What you need to do :: Would you transcribe exactly the lines below, starting at the one that contains "prop_assert_eq!(game.steps(), steps +" and ending with the last line, both included? Leave out all other lines.

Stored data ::
*** Block opens ***

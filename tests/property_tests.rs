//! Property tests for board invariants.

use proptest::prelude::*;

use graph_game::core::{Action, GameConfig, NodeId};
use graph_game::game::GraphGame;
use graph_game::graph::BASE_TOPOLOGY;

fn seeded(seed: u64) -> GraphGame {
    GraphGame::from_config(GameConfig::default().with_seed(seed)).unwrap()
}

proptest! {
    /// Randomization only ever raises weight-1 edges, and never adds or removes edges.
    #[test]
    fn prop_randomization_keeps_edges(seed in any::<u64>()) {
        let game = seeded(seed);
        for from in NodeId::all(11) {
            for to in NodeId::all(11) {
                let base = BASE_TOPOLOGY[from.index()][to.index()];
                let now = game.graph().weight(from, to);
                prop_assert_eq!(base == 0, now == 0);
                prop_assert!(now <= 3);
            }
        }
    }

    /// Skill output: target plus two distinct non-start, non-target nodes,
    /// each column left holding only 0 or 3 with its zero pattern intact.
    #[test]
    fn prop_skill_upgrades_three_columns(seed in any::<u64>(), target in 1u8..11) {
        let mut game = seeded(seed);
        let before = game.graph().clone();

        let affected = game.apply_skill(NodeId(target)).unwrap();

        prop_assert_eq!(affected.len(), 3);
        prop_assert_eq!(affected[0], NodeId(target));
        for extra in &affected[1..] {
            prop_assert_ne!(*extra, NodeId(target));
            prop_assert!(!extra.is_start());
        }
        prop_assert_ne!(affected[1], affected[2]);

        for col in NodeId::all(11) {
            for (b, a) in before.column(col).zip(game.graph().column(col)) {
                if affected.contains(&col) {
                    prop_assert_eq!(a, if b == 0 { 0 } else { 3 });
                } else {
                    prop_assert_eq!(a, b);
                }
            }
        }
    }

    /// Blocking twice is the same as blocking once.
    #[test]
    fn prop_one_way_idempotent(
        seed in any::<u64>(),
        node in prop::sample::select(vec![4u8, 5, 6, 7]),
    ) {
        let mut once = seeded(seed);
        let mut twice = seeded(seed);

        once.on_traverse(NodeId(node));
        twice.on_traverse(NodeId(node));
        twice.on_traverse(NodeId(node));

        prop_assert_eq!(once.graph(), twice.graph());
    }

    /// Without skill, each accepted step adds exactly the pre-move edge weight and one step.
    #[test]
    fn prop_walk_accounting(
        seed in any::<u64>(),
        choices in prop::collection::vec(any::<prop::sample::Index>(), 1..30),
    ) {
        let mut game = seeded(seed);
        let end_nodes = game.end_nodes();

        for choice in choices {
            if game.is_done() {
                break;
            }
            let here = game.current_node();
            let next = game.get_next_nodes(here).unwrap();
            prop_assert!(!next.is_empty());
            let pick = next[choice.index(next.len())];

            let points = game.points();
            let steps = game.steps();
            let weight = game.graph().weight(here, pick.node);
            prop_assert_eq!(weight, pick.points);

            let obs = game.step(&Action::new(pick.node)).unwrap();

            prop_assert_eq!(obs.points, points + u32::from(weight));
            prop_assert_eq!(game.steps(), steps + 1);
            prop_assert_eq!(obs.cur_node, pick.node);
            prop_assert_eq!(obs.done, end_nodes.contains(&pick.node));
            prop_assert_eq!(game.end_nodes(), end_nodes.clone());
        }
    }

    /// Rejected moves change nothing when no skill is requested.
    #[test]
    fn prop_invalid_move_is_inert(seed in any::<u64>(), target in 0u8..16) {
        let mut game = seeded(seed);
        let next = game.get_next_nodes(NodeId(0)).unwrap();
        let valid = next.iter().any(|n| n.node == NodeId(target));
        prop_assume!(!valid);

        let graph = game.graph().clone();
        let status = game.status().clone();

        prop_assert!(game.step(&Action::new(NodeId(target))).is_err());
        prop_assert_eq!(game.graph(), &graph);
        prop_assert_eq!(game.status(), &status);
    }
}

*** Block closes ***

Solution to this exercise ::
            prop_assert_eq!(game.steps(), steps + 1);
            prop_assert_eq!(obs.cur_node, pick.node);
            prop_assert_eq!(obs.done, end_nodes.contains(&pick.node));
            prop_assert_eq!(game.end_nodes(), end_nodes.clone());
        }
    }

    /// Rejected moves change nothing when no skill is requested.
    #[test]
    fn prop_invalid_move_is_inert(seed in any::<u64>(), target in 0u8..16) {
        let mut game = seeded(seed);
        let next = game.get_next_nodes(NodeId(0)).unwrap();
        let valid = next.iter().any(|n| n.node == NodeId(target));
        prop_assume!(!valid);

        let graph = game.graph().clone();
        let status = game.status().clone();

        prop_assert!(game.step(&Action::new(NodeId(target))).is_err());
        prop_assert_eq!(game.graph(), &graph);
        prop_assert_eq!(game.status(), &status);
    }
}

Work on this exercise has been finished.